During his recent visit to Africa, Pope Benedict XVI spoke in Angola about many Africans “living in fear of spirits, of malign and threatening powers. In their bewilderment they end up even condemning street children and the elderly as alleged sorcerers. Who can go to them to proclaim that Christ has triumphed over death and all those occult powers?”
The pope was expressing his concern about the persistence of the belief in witchcraft among Africans. This belief is certainly widespread throughout the continent. In Kenya, hardly a day passes without news reports of this phenomenon, especially the harassment of suspected witches.
Since mid-2007, children have been kidnapped and murdered in Uganda in what are believed to be bizarre rituals to attain wealth. In Tanzania, the killing of albinos whose body parts are reportedly used to make charms has caused global consternation.
And last month, Amnesty International found out that up to 1,000 suspected witches in The Gambia had been kidnapped from their villages by witchdoctors employed by the government in a nationwide witch-hunting campaign.
Perhaps more astonishing for Christians was the revelation in 2006 by the bishops of southern Africa that "some Catholic priests act as Sangomas and call on the ancestors for healing." A Sangoma is a traditional diviner-healer whose many functions include counteracting witches.
But even when witchcraft is not making the headlines, it is still a daily issue in Africa. The southern African bishops noted that “many African Christians, during difficult moments in their lives, resort to practices of the traditional religion: the intervention of ancestral spirits, the engagement of spirit-mediums, spirit-possession, consulting diviners about lost items and about the future, magical practices and identifying (‘smelling out’) one’s enemies, etc.”
Last year, Cardinal Polycarp Pengo of Dar es Salaam, Tanzania, and president of the Symposium of Episcopal Conferences of Africa and Madagascar (SECAM) decried “the phenomenon common in many African societies of Christianity on Sunday morning and the practice of witchcraft and sorcery during the rest of the week.”

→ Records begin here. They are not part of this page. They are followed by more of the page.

//! LLM provider — streams token fragments from the configured provider
//! (Anthropic Claude). Modeled as a trait yielding a `Stream<Item = String>`
//! that the pipeline forwards into a bounded channel; see `agent::generate`.

use std::pin::Pin;

use async_trait::async_trait;
use futures::{Stream, StreamExt};
use serde::{Deserialize, Serialize};
use serde_json::Value;

use crate::error::AppError;

pub type TokenStream = Pin<Box<dyn Stream<Item = Result<String, AppError>> + Send>>;

#[async_trait]
pub trait LlmProvider: Send + Sync {
    async fn generate(&self, system_prompt: &str, user_query: &str) -> Result<TokenStream, AppError>;
}

pub struct AnthropicProvider {
    client: reqwest::Client,
    api_url: String,
    api_key: String,
    model: String,
}

impl AnthropicProvider {
    pub fn new(api_url: String, api_key: String, model: String) -> Self {
        AnthropicProvider { client: reqwest::Client::new(), api_url, api_key, model }
    }
}

#[derive(Serialize)]
struct MessagesRequest<'a> {
    model: &'a str,
    max_tokens: u32,
    system: &'a str,
    stream: bool,
    messages: Vec<AnthropicMessage<'a>>,
}

#[derive(Serialize)]
struct AnthropicMessage<'a> {
    role: &'a str,
    content: &'a str,
}

#[derive(Deserialize)]
struct StreamEvent {
    #[serde(rename = "type")]
    event_type: String,
    delta: Option<Value>,
}

#[async_trait]
impl LlmProvider for AnthropicProvider {
    async fn generate(&self, system_prompt: &str, user_query: &str) -> Result<TokenStream, AppError> {
        let body = MessagesRequest {
            model: &self.model,
            max_tokens: 4096,
            system: system_prompt,
            stream: true,
            messages: vec![AnthropicMessage { role: "user", content: user_query }],
        };

        let response = self
            .client
            .post(format!("{}/v1/messages", self.api_url))
            .header("x-api-key", &self.api_key)
            .header("anthropic-version", "2023-06-01")
            .json(&body)
            .send()
            .await
            .map_err(|e| AppError::ExternalService { service: "anthropic", message: e.to_string() })?;

        if !response.status().is_success() {
            return Err(AppError::ExternalService {
                service: "anthropic",
                message: format!("generation request failed with status {}", response.status()),
            });
        }

        let byte_stream = response.bytes_stream();
        let token_stream = byte_stream
            .map(|chunk| chunk.map_err(|e| AppError::ExternalService { service: "anthropic", message: e.to_string() }))
            .flat_map(|chunk| {
                let fragments: Vec<Result<String, AppError>> = match chunk {
                    Ok(bytes) => parse_sse_chunk(&bytes),
                    Err(e) => vec![Err(e)],
                };
                futures::stream::iter(fragments)
            });

        Ok(Box::pin(token_stream))
    }
}

/// Parse one or more `data: {...}` lines out of a raw SSE byte chunk,
/// extracting `content_block_delta` text fragments.
fn parse_sse_chunk(bytes: &[u8]) -> Vec<Result<String, AppError>> {
    let text = String::from_utf8_lossy(bytes);
    let mut out = Vec::new();
    for line in text.lines() {
        let Some(payload) = line.strip_prefix("data: ") else { continue };
        if payload == "[DONE]" {
            continue;
        }
        let Ok(event) = serde_json::from_str::<StreamEvent>(payload) else { continue };
        if event.event_type == "content_block_delta" {
            if let Some(delta) = event.delta {
                if let Some(text) = delta.get("text").and_then(Value::as_str) {
                    out.push(Ok(text.to_string()));
                }
            }
        }
    }
    out
}

/// Fixed-fragment provider for tests and local dev without a network call.
pub struct EchoLlmProvider;

#[async_trait]
impl LlmProvider for EchoLlmProvider {
    async fn generate(&self, _system_prompt: &str, user_query: &str) -> Result<TokenStream, AppError> {
        let fragments: Vec<Result<String, AppError>> =
            user_query.split_whitespace().map(|w| Ok(format!("{w} "))).collect();
        Ok(Box::pin(futures::stream::iter(fragments)))
    }
}

#[cfg(test)]
mod tests {
    use super::*;

    #[tokio::test]
    async fn echo_provider_streams_fragments() {
        let provider = EchoLlmProvider;
        let mut stream = provider.generate("system", "hello world").await.unwrap();
        let mut collected = String::new();
        while let Some(fragment) = stream.next().await {
            collected.push_str(&fragment.unwrap());
        }
        assert_eq!(collected.trim(), "hello world");
    }

    #[test]
    fn parses_content_block_delta_events() {
        let chunk = b"event: content_block_delta\ndata: {\"type\":\"content_block_delta\",\"delta\":{\"text\":\"hi\"}}\n\n";
        let out = parse_sse_chunk(chunk);
        assert_eq!(out.len(), 1);
        assert_eq!(out[0].as_ref().unwrap(), "hi");
    }
}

Why does belief in witchcraft persist? The attitude of mainstream Christianity is that witchcraft is a vestige of African ‘backwardness’, the evidence of incomplete conversion or relapse to ‘paganism’. More pastoral attention would stamp out the menace.
Witchcraft is also dismissed as ignorant superstition or fear of the unknown. The practitioners and their victims believe in powers that simply do not exist. Sometimes belief in the dark arts is attributed to mass poverty and state failure to ‘modernize’ the outlook especially of people living in the rural areas. It is argued that if people were better educated and had access to adequate healthcare they would understand that illness is caused by germs and not witchcraft.
But these explanations miss the biggest point. They fail to place witchcraft within the persistent African worldview. Belief in witchcraft is part and parcel of the moral universe as understood in African Traditional Religion. Contrary to popular belief, African Religion is still alive and well.
In African religious thought, the universe created by God ought to be harmonious, balanced and good. But mysterious evil powers exist that disrupt this order. Evil originates not merely from the breaking of taboos and other laws, but from spiritual, mystical powers at work in the universe.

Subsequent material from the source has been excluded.